By Karen Cifala
Remember that movie What Women Want, with Mel Gibson and Helen Hunt? This romantic comedy adroitly portrayed a man’s willingness to just listen to what a woman really wants. Just listen. That’s really what we want!
I have a similar movie I’d like to see produced: What Boomers Want. It’s also a comedy—a comedy of trial and error in trying to figure out how to stay happy and healthy while moving through the next stages of life.
Dr. Ken Dychtwald coined the term “age wave” in the 1980s after realizing that when the Baby Boomers turned 60 and older, there would be a dramatic shift in the composition and needs of society. Look up Dr. Dychtwald, a visionary gerontologist and lecturer, and read about the thought-provoking ideas he has on retirement, aging. It’s pretty cool stuff.
Here’s a reality check for you: Not all boomers want to fly south to live on a golf course. In fact, according to AARP, 9 out of 10 retirees plan to stay put. We are not planning to do what our parents did. We boomers will invent our own method in our madness. Like Mel Gibson’s quest to understand women, understanding what boomers want is key to providing solutions to handle the “age wave.”
Here is a wish list for us boomers. If you have more to add, please let me know. It’s all about the experience, right?
Boomers don’t want to be called Seniors. Boomers don’t like to be identified by their age. We don’t call people “junior citizens,” so why do we call people “senior citizens?” To stay out of trouble with boomers, maybe start your conversation with “at your stage of life.” Let’s face it: Boomers don’t ever want to think of themselves as old.
Boomers want universal design (UD) in their homes so they can live there regardless of their level of ability or disability. UD, sometimes called “lifespan design,” meets building standards that not only increase the value of a home but include handicapped access, ergonomic, and green design. If you are considering remodeling an older home, ask your contractor who might recommend thoughtful changes that can make a world of difference without changing a home’s layout.
Boomers want to live a cyclic life where they continue to reinvent themselves and try new things, unlike previous generations who lived a linear life plan: You raised your family and worked, you rested, you thought you were old, and you got put out to pasture! Reinvention for “older citizens” used to be considered abnormal. “What? You don’t want to be a dentist anymore? What’s wrong with you?” But Boomers change their careers, their lives, their friends, and maybe even their spouses! So when they reach a point where they have more free time, why would they stop?!
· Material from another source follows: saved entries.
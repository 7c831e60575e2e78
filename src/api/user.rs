use crate::auth::AuthenticatedUser;
use crate::error::ApiError;
use crate::models::{ChannelProfileResponse, VideoListItem};
use crate::services::social_graph;
use crate::stores::Stores;
use actix_web::{web, HttpResponse};

#[utoipa::path(
    get,
    path = "/api/v1/users/c/{username}",
    params(
        ("username" = String, Path, description = "Channel username")
    ),
    responses(
        (status = 200, description = "Channel profile with derived counts", body = ChannelProfileResponse),
        (status = 404, description = "Channel does not exist")
    ),
    tag = "users"
)]
pub async fn channel_profile(
    path: web::Path<String>,
    viewer: Option<AuthenticatedUser>,
    stores: web::Data<Stores>,
) -> Result<HttpResponse, ApiError> {
    let username = path.into_inner().to_lowercase();
    let profile =
        social_graph::channel_profile(&stores, &username, viewer.map(|v| v.user_id)).await?;
    Ok(HttpResponse::Ok().json(profile))
}

#[utoipa::path(
    get,
    path = "/api/v1/users/history",
    responses(
        (status = 200, description = "Watched videos in watch order", body = Vec<VideoListItem>),
        (status = 401, description = "Unauthorized")
    ),
    security(("bearer_auth" = [])),
    tag = "users"
)]
pub async fn watch_history(
    user: AuthenticatedUser,
    stores: web::Data<Stores>,
) -> Result<HttpResponse, ApiError> {
    let history = social_graph::watch_history(&stores, user.user_id).await?;
    Ok(HttpResponse::Ok().json(history))
}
Boomers want to continue to be trendsetters; enough said on that. Always were, always will be.
Boomers want to be fantastic grandparents, and today’s grandparents are doing more outdoor sports with their grandkids than ever before, and are buying lots of toys along the way. They also want to stay hip and cool and younger than any previous generation at this stage of life.
Boomers want to make aging ageless. They love sharing interests and mindsets with all ages rather than clustering into age groups. Trans-generational settings are often preferable, says Dr. Dychtwald: “More and more we see examples of people rooming with, being friends with, working in partnership with, sitting down and enjoying lunch with, sharing emails with, or sitting in on book clubs with people of all ages.”
Boomers like the outward symbols of wisdom and experience, such as gray hair. They believe the longer you live, the greater experience you gain, and the gray is a symbol of experience. Physical aging can be thought of in one of two ways. Either “staying healthy helps me feel younger,” or “I’m just vain and I’m trying to look younger!” Either way, boomers are not going to patiently get old and quietly go to the sidelines.
Boomer men and women are not running the same race. OMG, really? Yes, women do live longer and may have more fluid identities—woman, wife, mother, realtor (I had to get that one in somewhere!), doctor, caregiver, we’ve done it all. Men have a more rigid identity of themselves—man, husband, dad, realtor, doctor . . . hmm, this doesn’t seem as different as I thought. But seriously, our society believes men look distinguished and wise with grey hair while women maybe just look frumpier. So women have a little more of an uphill climb to look like they have their act together and are taking care of themselves.
Boomers want to know what their options are, which means they need to know more about Medicare and Social Security. For boomers in our area, the Medicare Café is holding monthly seminars open to the public where you can learn all about Medicare, including how to sign up and how to choose plans. It’s located at the VFW Post 9760, 425 South Buckmarsh Street in Berryville on the following dates from 10 a.m. to 12 noon; April 16, May 28, June 18, Sept 24, Oct 15, and Nov 19. Come and learn and get your questions answered.
So what does it mean to be “old” today? According to Dychtwald, “Old age is being reconstructed and relocated.” Just look at Mick Jagger: a perfect example of a boomer who can’t be bothered with getting old.